In a first for Vietnamese cinema, director Tran Thanh Huy’s 2019 film Rom won the New Current Award at the 24th Busan International Film Festival. Centering on a group of characters who live in an apartment block on the verge of redevelopment, the movie offers an authentic and gritty perspective of working class life in Ho Chi Minh City. What’s even more remarkable is how director Huy spent eight years making the film—pouring his heart and soul into a work that’ll hopefully set a new standard for Vietnamese filmmaking.
Hope Through Lottery
The movie’s title comes from its main character, a 14 year old boy named Rom—who was abandoned by his parents on a street corner while their apartment was being demolished. One day, Rom helps a woman pick a correct lottery number and amass a small fortune. In return, the lady lets him stay in a small corner of the apartment complex she lives in.
Surviving on his own wits, Rom manages to make a living by helping the people in that apartment complex place bets; if he guesses correctly, he earns a commission from any wins. The movie’s soul comes from four supporting characters that Rom helps. All four share multiple traits: besides living in the same complex, they all have a gambling addiction and are willing to be their entire livelihoods towards one random lucky number every day.
Through these supporting characters and Rom, the film is able to explore many different facets of poverty. During Rom, we learn that all those supporting characters have various motivations—often heartbreaking—to take up gambling. There’s an old lady who wants to regain her life as a well-respect teacher; a widower who lost his wife and child in a car accident and continues seeing them as ghosts; a painter who wants to help his wife open a tailor shop; and a mother who wants to pay for her child’s cancer treatment. Rom himself has a tragic motivation as well: he wants to see his parents again. All these characters’ fates become intricately interwoven through not only the lottery, but also constant threats from high-interest debt collectors.
A Tilted World
Besides containing empathy-invoking characters, Rom also uses visuals to paint a stirring picture of working class life in Ho Chi Minh City. All of the film’s scenes are shot in the city itself, and usually leverage natural weather conditions and lighting. While this was the byproduct of a low budget, it helps the movie feel genuine to its setting.
Furthermore, shooting in natural conditions across Ho Chi Minh City necessitated a high degree of skill.
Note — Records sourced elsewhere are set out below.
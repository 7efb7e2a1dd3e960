//! Streaming JSON writer and scanner underlying `jsoncodec`-generated
//! encoders and decoders.
//!
//! This crate is the run-time half of the system: it has no notion of
//! record types or schemas. [`jsoncodec_gen`](https://docs.rs/jsoncodec-gen)
//! emits, per record, an encoder and decoder that drive [`Writer`] and
//! [`Scanner`] with field-by-field dispatch keyed on the JSON field name.
//!
//! Neither [`Writer`] nor [`Scanner`] is safe for concurrent use from
//! multiple threads; independent instances on independent sinks/sources may
//! run in parallel without coordination.

mod error;
mod float;
mod io;
mod scanner;
mod token;
mod utf8;
mod value;
mod writer;

pub use error::{ScanError, WriterError};
pub use io::{Sink, Source};
pub use scanner::Scanner;
pub use token::{Token, TokenKind};
pub use value::{DynMap, DynValue};
pub use writer::{Writer, BUF_CAP};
The movie required different kinds of cameras, whose footage then required synchronization into a consistent color theme.
Rom also innovates by not only shooting characters up close, but also doing so with a tilted angle. In fact, the Busan International Film Festival initially rejected the movie because the festival organizers did not know this tilt was intentional.
By slanting the frames, Rom perfectly captures the life of Ho Chi Minh City’s working class—where nothing is stable or smooth, and there’s fierce competition to survive by treating others as enemies. However, Rom also shows that there are still people willing to lend a helping hand in this urban jungle, as seen through one powerful scene where the camera angle is straight.
A Director’s Journey
Director Huy himself deserves praise for creating this unique movie, and representing righteousness, courage, and passion in his filmmaking.
As Huy told Cinema Escapist in an interview, Rom took eight years to make. It had no corporate sponsorships, fancy costumes, beautiful sets, or famous stars. Instead, all of its crew were first time filmmakers; Huy decided to make this feature after winning multiple short film awards after graduating college at age 22.
While at that age Huy could’ve made a movie purely for financial purposes, he decided not to. Instead, he drew inspiration from his own life as a lottery delivery boy who lived in an apartment complex that awaited demolition for a decade. Even when a group of Vietnam’s most well-established directors asked Huy out for coffee to talk him out of making Rom, he stuck to his conviction of telling the story of people at the bottom pit of society.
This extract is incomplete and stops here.